Flowchart summarizing in-vivo experiments in fetal lambs included in study. DH, diaphragmatic hernia; GD, gestational day; MR, magnetic resonance; TO, tracheal occlusion with Smart-TO balloon.
All Smart-TO balloons (n=7) were present and appeared inflated by gestational day 116. They all deflated successfully after MR exposure of the ewe and were later found outside the airways. Two (29%) were in the amniotic cavity, two (29%) inside the stomach and three (42%) within the sigmoid of the fetus.
The LBWR was significantly higher in the DH + TO lambs than in the DH lambs (1.90 (IQR, 1.43–2.55) vs 1.07 (IQR, 0.93–1.46); P = 0.005) (Figure 3a). On lung morphometry, DH + TO fetuses, compared with DH fetuses, had lower mean terminal bronchiolar density (1.56 (IQR, 1.0–1.81) vs 2.23 (IQR, 2.14–2.40) br/mm2; P = 0.005), increased alveolar size (mean linear intercept, 47.5 (IQR, 45.6–48.1) vs 41.9 (IQR, 38.8–46.1) μm; P = 0.03), and comparable alveolar septal thickness (mean trans-sectional wall length, 21.1 (IQR, 18.1–27.7) vs 16.8 (IQR, 15.5–24.6) μm; P = 0.18) (Table S2 and Figures 3b–d and 4).
Figure 3.
Lung-to-body-weight ratio (LBWR) (a), mean terminal bronchial density (MTBD) (b), mean linear intercept (Lm) (c) and mean trans-sectional wall length (Lmw) (d) in unoccluded fetal lambs with diaphragmatic hernia (DH) and fetal lambs with DH that underwent fetal endoscopic tracheal occlusion with Smart-TO balloon (DH + TO). Bars indicate median and interquartile range. Dashed line in (a) represents normal controls based on Bratu et al.20. Significant P-values are reported.
Figure 4.
Representative hematoxylin and eosin-stained sections showing lung parenchyma of unoccluded fetal lambs with diaphragmatic hernia (DH) and fetal lambs with DH that underwent fetal endoscopic tracheal occlusion with Smart-TO balloon (DH + TO).
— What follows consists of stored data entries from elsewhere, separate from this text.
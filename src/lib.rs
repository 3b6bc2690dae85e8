//! CENNZnut: a compact binary certificate for delegating permissions.
//!
//! A certificate lists the runtime modules (and their methods) and the
//! contract addresses its holder may use, each with an optional block
//! cooldown. This crate decodes and encodes the versioned wire format and
//! answers permission queries against a decoded certificate. Signing and
//! signature checks belong to the envelope that carries these bytes.
//!
//! # Architecture
//!
//! ```text
//! ┌─────────────┐     ┌──────────────┐     ┌─────────────┐
//! │  types.rs   │◀────│  binary/     │     │  verify.rs  │
//! │ (Cennznut,  │     │ (decode,     │     │ (get_*,     │
//! │  Module,    │     │  encode)     │     │  verify_*,  │
//! │  Method)    │────▶│              │     │  validate_*)│
//! └─────────────┘     └──────────────┘     └─────────────┘
//!        │                   │                    │
//!        ▼                   ▼                    ▼
//! ┌─────────────────────────────────────────────────────┐
//! │                      error.rs                        │
//! │        (CodecError, ValidationErr, EntryKind)        │
//! └─────────────────────────────────────────────────────┘
//! ```
//!
//! # Usage
//!
//! ```
//! use cennznut::{Cennznut, Method, Module};
//!
//! let cennznut = Cennznut::builder()
//!     .module(Module::new("generic_asset").method(Method::new("transfer")))
//!     .build()
//!     .unwrap();
//!
//! let bytes = cennznut.encode().unwrap();
//! let decoded = Cennznut::decode(&bytes).unwrap();
//! assert!(decoded.verify_method("generic_asset", "transfer", None));
//! assert!(!decoded.verify_method("generic_asset", "burn", None));
//! ```

pub mod binary;
pub mod error;
mod types;
mod verify;

pub use binary::{decode, encode, encoded_len};
pub use error::{CodecError, Domain, EntryKind, ValidationErr};
pub use types::{
    Cennznut, CennznutBuilder, ContractAddress, ContractPermission, Method, MethodName, Module,
    ModuleName, WILDCARD, WILDCARD_ADDRESS,
};
pub use verify::BlockUsage;
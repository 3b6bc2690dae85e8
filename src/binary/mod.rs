// Copyright 2025-present Harīṣh Tummalachērla
// SPDX-License-Identifier: Apache-2.0

//! Binary certificate format.
//!
//! A certificate is one self-contained byte string: a version tag, the
//! module collection and the contract collection, nothing else. There is no
//! outer length prefix and no checksum (authenticity is the job of the
//! signature layer that wraps these bytes). Because certificates are signed
//! and exchanged as opaque bytes, the codec guarantees a byte-exact round
//! trip: `encode(decode(b)) == b` for every buffer `decode` accepts.
//!
//! # Layering
//!
//! ```text
//! mod.rs         decode / encode, version + trailing-byte checks
//!   entries.rs   module, method and contract layouts
//!   collection.rs  count-framed keyed collections
//!   field.rs     fixed-width integers, padded text, byte arrays
//!   layout.rs    widths, header bits, count fields
//! ```
//!
//! Decoding is all-or-nothing and never panics on untrusted input; every
//! failure is a [`CodecError`].

pub mod collection;
pub mod entries;
pub mod field;
pub mod layout;

pub use collection::{decode_entries, encode_entries, ensure_unique_keys};
pub use entries::{
    decode_contract, decode_method, decode_module, encode_contract, encode_method, encode_module,
};
pub use field::{
    check_fixed_text, read_fixed_bytes, read_fixed_text, read_uint, write_fixed_text, write_uint,
    FieldReader, PADDING,
};
pub use layout::{
    CountBias, CountField, EntryFlags, ADDRESS_WIDTH, CONSTRAINTS_LEN, CONTRACT_COUNT,
    COOLDOWN_WIDTH, MAX_CONSTRAINTS_LEN, MAX_CONTRACTS, MAX_METHODS, MAX_MODULES, METHOD_COUNT,
    MODULE_COUNT, NAME_WIDTH, VERSION, VERSION_WIDTH,
};

use tracing::debug;

use crate::error::CodecError;
use crate::types::{AddressKey, Cennznut, ContractPermission, Module};
use entries::{contract_len, module_len};
use layout::{MIN_CONTRACT_LEN, MIN_MODULE_LEN};

/// Decode a certificate from `bytes`, which must contain exactly one.
pub fn decode(bytes: &[u8]) -> Result<Cennznut, CodecError> {
    let mut reader = FieldReader::new(bytes);
    match decode_certificate(&mut reader) {
        Ok(cennznut) => {
            debug!(
                len = bytes.len(),
                modules = cennznut.modules().len(),
                contracts = cennznut.contracts().len(),
                "decoded certificate"
            );
            Ok(cennznut)
        }
        Err(error) => {
            debug!(
                len = bytes.len(),
                offset = reader.position(),
                %error,
                "rejected certificate"
            );
            Err(error)
        }
    }
}

/// Reads one certificate, leaving `reader` at the field that failed on error.
fn decode_certificate(reader: &mut FieldReader<'_>) -> Result<Cennznut, CodecError> {
    let version = reader.u16("version")?;
    if version != VERSION {
        return Err(CodecError::UnsupportedVersion {
            found: version,
            expected: VERSION,
        });
    }

    let module_count = MODULE_COUNT.unpack(reader.u8("module count")?);
    let modules = decode_entries(
        reader,
        MODULE_COUNT,
        module_count,
        MIN_MODULE_LEN,
        decode_module,
        |m: &Module| m.name.clone(),
    )?;

    let contract_count = CONTRACT_COUNT.unpack(reader.u8("contract count")?);
    let contracts = decode_entries(
        reader,
        CONTRACT_COUNT,
        contract_count,
        MIN_CONTRACT_LEN,
        decode_contract,
        |c: &ContractPermission| AddressKey(c.address),
    )?;

    reader.finish()?;
    Ok(Cennznut::from_decoded(version, modules, contracts))
}

/// Encode a certificate.
///
/// Fails with `EmptyCollection` for a certificate without modules (the module
/// count is stored as count-1). Every other constraint was already enforced
/// when the certificate was built.
pub fn encode(cennznut: &Cennznut) -> Result<Vec<u8>, CodecError> {
    let mut buf = Vec::with_capacity(encoded_len(cennznut));

    write_uint(u64::from(cennznut.version()), VERSION_WIDTH, &mut buf)?;
    buf.push(MODULE_COUNT.pack(cennznut.modules().len())?);
    encode_entries(cennznut.modules(), MODULE_COUNT, &mut buf, encode_module)?;
    buf.push(CONTRACT_COUNT.pack(cennznut.contracts().len())?);
    encode_entries(
        cennznut.contracts(),
        CONTRACT_COUNT,
        &mut buf,
        encode_contract,
    )?;

    debug!(
        len = buf.len(),
        modules = cennznut.modules().len(),
        contracts = cennznut.contracts().len(),
        "encoded certificate"
    );
    Ok(buf)
}

/// Exact size `encode` produces for this certificate.
pub fn encoded_len(cennznut: &Cennznut) -> usize {
    let modules: usize = cennznut.modules().iter().map(module_len).sum();
    let contracts: usize = cennznut.contracts().iter().map(contract_len).sum();
    VERSION_WIDTH + 1 + modules + 1 + contracts
}

impl Cennznut {
    /// Decode a certificate; see [`decode`].
    pub fn decode(bytes: &[u8]) -> Result<Self, CodecError> {
        decode(bytes)
    }

    /// Encode this certificate; see [`encode`].
    pub fn encode(&self) -> Result<Vec<u8>, CodecError> {
        encode(self)
    }

    /// Exact size of the encoding; see [`encoded_len`].
    pub fn encoded_len(&self) -> usize {
        encoded_len(self)
    }
}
On gross inspection of the trachea, in all but one case, it was difficult to tell where the endoluminal balloon had been positioned inside the trachea. In one case, there was a prominent wider part in the trachea, with more stretched and transparent tissue between the rings and in the pars membranacea, with the contour of a balloon (Figure S3). There was no measurable difference in the tracheal circumference at, above or below the balloon level between the two groups (Figure 5). Histological changes at the level of the plug were minimal. The overall histological tracheal score was significantly higher in DH + TO than in unoccluded lambs, though both were in the low range (2 (IQR, 1–3) vs 0 (0–1); P = 0.03) (Table 1). Changes were mainly confined to the epithelium and involved unfolding or loss of integrity (Figure 6). Changes in the submucosal tissue were observed in one Smart-TO lamb, showing chronic inflammatory changes in less than 25% of the surface of the tracheal section (Figure 6c). All other tracheas had a normal pars membranacea and cartilage.
Figure 5.
Circumference of trachea at (a), above (b) and below (c) balloon level in fetal lambs with diaphragmatic hernia (DH) that underwent fetal endoscopic tracheal occlusion with Smart-TO balloon (DH + TO) and at equivalent defined points in unoccluded DH lambs. Bars indicate median and interquartile range.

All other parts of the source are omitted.